(Task brief):
Repeat the listing below in full, keeping every character as it is.
- - - - - - -
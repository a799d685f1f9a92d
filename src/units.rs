//! Unit conversion
//!
//! Entered quantities are stored in a canonical basis: gram amounts for
//! gram-rated foods, piece counts for piece-rated foods. This module resolves
//! which storage basis a food uses, converts entered quantities forward into
//! that basis, and derives the display view (unit count + per-entry
//! nutrients) back from a stored quantity.

use crate::types::{EntryWarning, FoodDefinition, FoodUnit, MacroRates};
use serde::{Deserialize, Serialize};

/// Grams in one teaspoon of the spoon-measured oil entry
pub const TEASPOON_GRAMS: f64 = 5.0;

/// Grams in one tablespoon of the spoon-measured oil entry
pub const TABLESPOON_GRAMS: f64 = 15.0;

/// Spoon size chosen at entry time for the spoon-selectable oil food
#[derive(Debug, Clone, Copy, PartialEq, Eq, Serialize, Deserialize)]
#[serde(rename_all = "lowercase")]
pub enum SpoonUnit {
    Teaspoon,
    Tablespoon,
}

impl SpoonUnit {
    pub fn grams(&self) -> f64 {
        match self {
            SpoonUnit::Teaspoon => TEASPOON_GRAMS,
            SpoonUnit::Tablespoon => TABLESPOON_GRAMS,
        }
    }

    pub fn label(&self) -> &'static str {
        match self {
            SpoonUnit::Teaspoon => "tsp",
            SpoonUnit::Tablespoon => "tbsp",
        }
    }
}

/// Storage basis a food's quantities are kept in, resolved once per food and
/// reused for both forward and reverse conversion.
#[derive(Debug, Clone, Copy, PartialEq)]
pub enum StorageBasis {
    /// Stored quantity is a piece count; nutrients use per-piece rates
    Piece,
    /// Stored quantity is grams, entered as units of this many grams each
    UnitSize(f64),
    /// Stored quantity is grams, entered as grams
    Gram,
    /// Stored quantity is grams, entered as teaspoons/tablespoons chosen at
    /// entry time (oil special case)
    Spoon,
}

/// Reverse-derived view of one logged entry
#[derive(Debug, Clone, PartialEq, Serialize)]
pub struct EntryDisplay {
    /// Quantity in the food's entry unit (pieces, spoons, slices, grams)
    pub display_units: f64,
    /// Label for the unit the quantity is shown in
    pub unit_label: &'static str,
    /// Nutrients contributed by this entry
    pub nutrients: MacroRates,
    /// Set when unit metadata forced a gram-interpretation fallback
    pub warning: Option<EntryWarning>,
}

/// Converter between entered quantities and canonical stored quantities
pub struct UnitConverter;

impl UnitConverter {
    /// Resolve a food's storage basis.
    ///
    /// Priority order, later rules being fallbacks for malformed metadata:
    /// 1. spoon-selectable entry -> `Spoon`
    /// 2. piece unit with per-piece rates and no unit size -> `Piece`
    /// 3. unit size present on a non-gram unit -> `UnitSize`
    /// 4. anything else -> `Gram`
    pub fn resolve_basis(food: &FoodDefinition) -> StorageBasis {
        if food.spoon_selectable {
            return StorageBasis::Spoon;
        }
        if food.unit == FoodUnit::Piece && food.per_piece.is_some() && food.unit_size_g.is_none() {
            return StorageBasis::Piece;
        }
        if food.unit != FoodUnit::Gram {
            if let Some(size) = food.unit_size_g {
                return StorageBasis::UnitSize(size);
            }
        }
        StorageBasis::Gram
    }

    /// Check the food's unit metadata for the gram-fallback case: a non-gram
    /// unit with no way to convert (no unit size, no per-piece rates).
    pub fn metadata_warning(food: &FoodDefinition) -> Option<EntryWarning> {
        if Self::resolve_basis(food) == StorageBasis::Gram
            && food.unit != FoodUnit::Gram
            && food.per_piece.is_none()
        {
            log::warn!(
                "food '{}' has unit '{}' but no unit size or per-piece rates; treating stored quantity as grams",
                food.name,
                food.unit.label()
            );
            return Some(EntryWarning::MalformedUnitMetadata(food.name.clone()));
        }
        None
    }

    /// Convert an entered quantity into the stored quantity.
    ///
    /// `spoon` applies only to the spoon-selectable oil entry and defaults to
    /// teaspoon when not chosen.
    pub fn to_stored(food: &FoodDefinition, entered_quantity: f64, spoon: Option<SpoonUnit>) -> f64 {
        match Self::resolve_basis(food) {
            StorageBasis::Spoon => {
                entered_quantity * spoon.unwrap_or(SpoonUnit::Teaspoon).grams()
            }
            StorageBasis::Piece => entered_quantity,
            StorageBasis::UnitSize(size) => entered_quantity * size,
            StorageBasis::Gram => entered_quantity,
        }
    }

    /// Nutrients contributed by a stored quantity of a food.
    ///
    /// Pairs the basis decision with the matching rate table: piece counts
    /// with per-piece rates, gram amounts with per-100g rates. Missing rate
    /// tables contribute zero.
    pub fn nutrients_for(food: &FoodDefinition, stored_quantity: f64) -> MacroRates {
        match Self::resolve_basis(food) {
            StorageBasis::Piece => food
                .per_piece
                .unwrap_or_default()
                .scaled(stored_quantity),
            StorageBasis::Spoon | StorageBasis::UnitSize(_) | StorageBasis::Gram => food
                .per_100g
                .unwrap_or_default()
                .scaled(stored_quantity / 100.0),
        }
    }

    /// Derive the display view of a stored quantity: which unit to label it
    /// with, how many of that unit, and the entry's nutrients.
    pub fn describe(food: &FoodDefinition, stored_quantity: f64) -> EntryDisplay {
        let nutrients = Self::nutrients_for(food, stored_quantity);

        match Self::resolve_basis(food) {
            StorageBasis::Spoon => {
                let spoon = infer_spoon(stored_quantity);
                EntryDisplay {
                    display_units: stored_quantity / spoon.grams(),
                    unit_label: spoon.label(),
                    nutrients,
                    warning: None,
                }
            }
            StorageBasis::Piece => EntryDisplay {
                display_units: stored_quantity,
                unit_label: food.unit.label(),
                nutrients,
                warning: None,
            },
            StorageBasis::UnitSize(size) => EntryDisplay {
                display_units: stored_quantity / size,
                unit_label: food.unit.label(),
                nutrients,
                warning: None,
            },
            StorageBasis::Gram => EntryDisplay {
                display_units: stored_quantity,
                unit_label: FoodUnit::Gram.label(),
                nutrients,
                warning: Self::metadata_warning(food),
            },
        }
    }
}

/// Infer which spoon an oil quantity was entered with.
///
/// Lossy heuristic: the stored grams do not record the chosen spoon, so a
/// quantity that is a non-zero multiple of 15 g is read back as tablespoons
/// even if it was entered as teaspoons (15 g shows as "1 tbsp", never
/// "3 tsp").
fn infer_spoon(stored_quantity: f64) -> SpoonUnit {
    if stored_quantity >= TABLESPOON_GRAMS {
        let ratio = stored_quantity / TABLESPOON_GRAMS;
        if (ratio - ratio.round()).abs() < 1e-9 {
            return SpoonUnit::Tablespoon;
        }
    }
    SpoonUnit::Teaspoon
}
- - - - - - -
(Solution to the exercise):
repository a799d685f1f9a92d
filename src/units.rs
//! Unit conversion
//!
//! Entered quantities are stored in a canonical basis: gram amounts for
//! gram-rated foods, piece counts for piece-rated foods. This module resolves
//! which storage basis a food uses, converts entered quantities forward into
//! that basis, and derives the display view (unit count + per-entry
//! nutrients) back from a stored quantity.

use crate::types::{EntryWarning, FoodDefinition, FoodUnit, MacroRates};
use serde::{Deserialize, Serialize};

/// Grams in one teaspoon of the spoon-measured oil entry
pub const TEASPOON_GRAMS: f64 = 5.0;

/// Grams in one tablespoon of the spoon-measured oil entry
pub const TABLESPOON_GRAMS: f64 = 15.0;

/// Spoon size chosen at entry time for the spoon-selectable oil food
#[derive(Debug, Clone, Copy, PartialEq, Eq, Serialize, Deserialize)]
#[serde(rename_all = "lowercase")]
pub enum SpoonUnit {
    Teaspoon,
    Tablespoon,
}

impl SpoonUnit {
    pub fn grams(&self) -> f64 {
        match self {
            SpoonUnit::Teaspoon => TEASPOON_GRAMS,
            SpoonUnit::Tablespoon => TABLESPOON_GRAMS,
        }
    }

    pub fn label(&self) -> &'static str {
        match self {
            SpoonUnit::Teaspoon => "tsp",
            SpoonUnit::Tablespoon => "tbsp",
        }
    }
}

/// Storage basis a food's quantities are kept in, resolved once per food and
/// reused for both forward and reverse conversion.
#[derive(Debug, Clone, Copy, PartialEq)]
pub enum StorageBasis {
    /// Stored quantity is a piece count; nutrients use per-piece rates
    Piece,
    /// Stored quantity is grams, entered as units of this many grams each
    UnitSize(f64),
    /// Stored quantity is grams, entered as grams
    Gram,
    /// Stored quantity is grams, entered as teaspoons/tablespoons chosen at
    /// entry time (oil special case)
    Spoon,
}

/// Reverse-derived view of one logged entry
#[derive(Debug, Clone, PartialEq, Serialize)]
pub struct EntryDisplay {
    /// Quantity in the food's entry unit (pieces, spoons, slices, grams)
    pub display_units: f64,
    /// Label for the unit the quantity is shown in
    pub unit_label: &'static str,
    /// Nutrients contributed by this entry
    pub nutrients: MacroRates,
    /// Set when unit metadata forced a gram-interpretation fallback
    pub warning: Option<EntryWarning>,
}

/// Converter between entered quantities and canonical stored quantities
pub struct UnitConverter;

impl UnitConverter {
    /// Resolve a food's storage basis.
    ///
    /// Priority order, later rules being fallbacks for malformed metadata:
    /// 1. spoon-selectable entry -> `Spoon`
    /// 2. piece unit with per-piece rates and no unit size -> `Piece`
    /// 3. unit size present on a non-gram unit -> `UnitSize`
    /// 4. anything else -> `Gram`
    pub fn resolve_basis(food: &FoodDefinition) -> StorageBasis {
        if food.spoon_selectable {
            return StorageBasis::Spoon;
        }
        if food.unit == FoodUnit::Piece && food.per_piece.is_some() && food.unit_size_g.is_none() {
            return StorageBasis::Piece;
        }
        if food.unit != FoodUnit::Gram {
            if let Some(size) = food.unit_size_g {
                return StorageBasis::UnitSize(size);
            }
        }
        StorageBasis::Gram
    }

    /// Check the food's unit metadata for the gram-fallback case: a non-gram
    /// unit with no way to convert (no unit size, no per-piece rates).
    pub fn metadata_warning(food: &FoodDefinition) -> Option<EntryWarning> {
        if Self::resolve_basis(food) == StorageBasis::Gram
            && food.unit != FoodUnit::Gram
            && food.per_piece.is_none()
        {
            log::warn!(
                "food '{}' has unit '{}' but no unit size or per-piece rates; treating stored quantity as grams",
                food.name,
                food.unit.label()
            );
            return Some(EntryWarning::MalformedUnitMetadata(food.name.clone()));
        }
        None
    }

    /// Convert an entered quantity into the stored quantity.
    ///
    /// `spoon` applies only to the spoon-selectable oil entry and defaults to
    /// teaspoon when not chosen.
    pub fn to_stored(food: &FoodDefinition, entered_quantity: f64, spoon: Option<SpoonUnit>) -> f64 {
        match Self::resolve_basis(food) {
            StorageBasis::Spoon => {
                entered_quantity * spoon.unwrap_or(SpoonUnit::Teaspoon).grams()
            }
            StorageBasis::Piece => entered_quantity,
            StorageBasis::UnitSize(size) => entered_quantity * size,
            StorageBasis::Gram => entered_quantity,
        }
    }

    /// Nutrients contributed by a stored quantity of a food.
    ///
    /// Pairs the basis decision with the matching rate table: piece counts
    /// with per-piece rates, gram amounts with per-100g rates. Missing rate
    /// tables contribute zero.
    pub fn nutrients_for(food: &FoodDefinition, stored_quantity: f64) -> MacroRates {
        match Self::resolve_basis(food) {
            StorageBasis::Piece => food
                .per_piece
                .unwrap_or_default()
                .scaled(stored_quantity),
            StorageBasis::Spoon | StorageBasis::UnitSize(_) | StorageBasis::Gram => food
                .per_100g
                .unwrap_or_default()
                .scaled(stored_quantity / 100.0),
        }
    }

    /// Derive the display view of a stored quantity: which unit to label it
    /// with, how many of that unit, and the entry's nutrients.
    pub fn describe(food: &FoodDefinition, stored_quantity: f64) -> EntryDisplay {
        let nutrients = Self::nutrients_for(food, stored_quantity);

        match Self::resolve_basis(food) {
            StorageBasis::Spoon => {
                let spoon = infer_spoon(stored_quantity);
                EntryDisplay {
                    display_units: stored_quantity / spoon.grams(),
                    unit_label: spoon.label(),
                    nutrients,
                    warning: None,
                }
            }
            StorageBasis::Piece => EntryDisplay {
                display_units: stored_quantity,
                unit_label: food.unit.label(),
                nutrients,
                warning: None,
            },
            StorageBasis::UnitSize(size) => EntryDisplay {
                display_units: stored_quantity / size,
                unit_label: food.unit.label(),
                nutrients,
                warning: None,
            },
            StorageBasis::Gram => EntryDisplay {
                display_units: stored_quantity,
                unit_label: FoodUnit::Gram.label(),
                nutrients,
                warning: Self::metadata_warning(food),
            },
        }
    }
}

/// Infer which spoon an oil quantity was entered with.
///
/// Lossy heuristic: the stored grams do not record the chosen spoon, so a
/// quantity that is a non-zero multiple of 15 g is read back as tablespoons
/// even if it was entered as teaspoons (15 g shows as "1 tbsp", never
/// "3 tsp").
fn infer_spoon(stored_quantity: f64) -> SpoonUnit {
    if stored_quantity >= TABLESPOON_GRAMS {
        let ratio = stored_quantity / TABLESPOON_GRAMS;
        if (ratio - ratio.round()).abs() < 1e-9 {
            return SpoonUnit::Tablespoon;
        }
    }
    SpoonUnit::Teaspoon
}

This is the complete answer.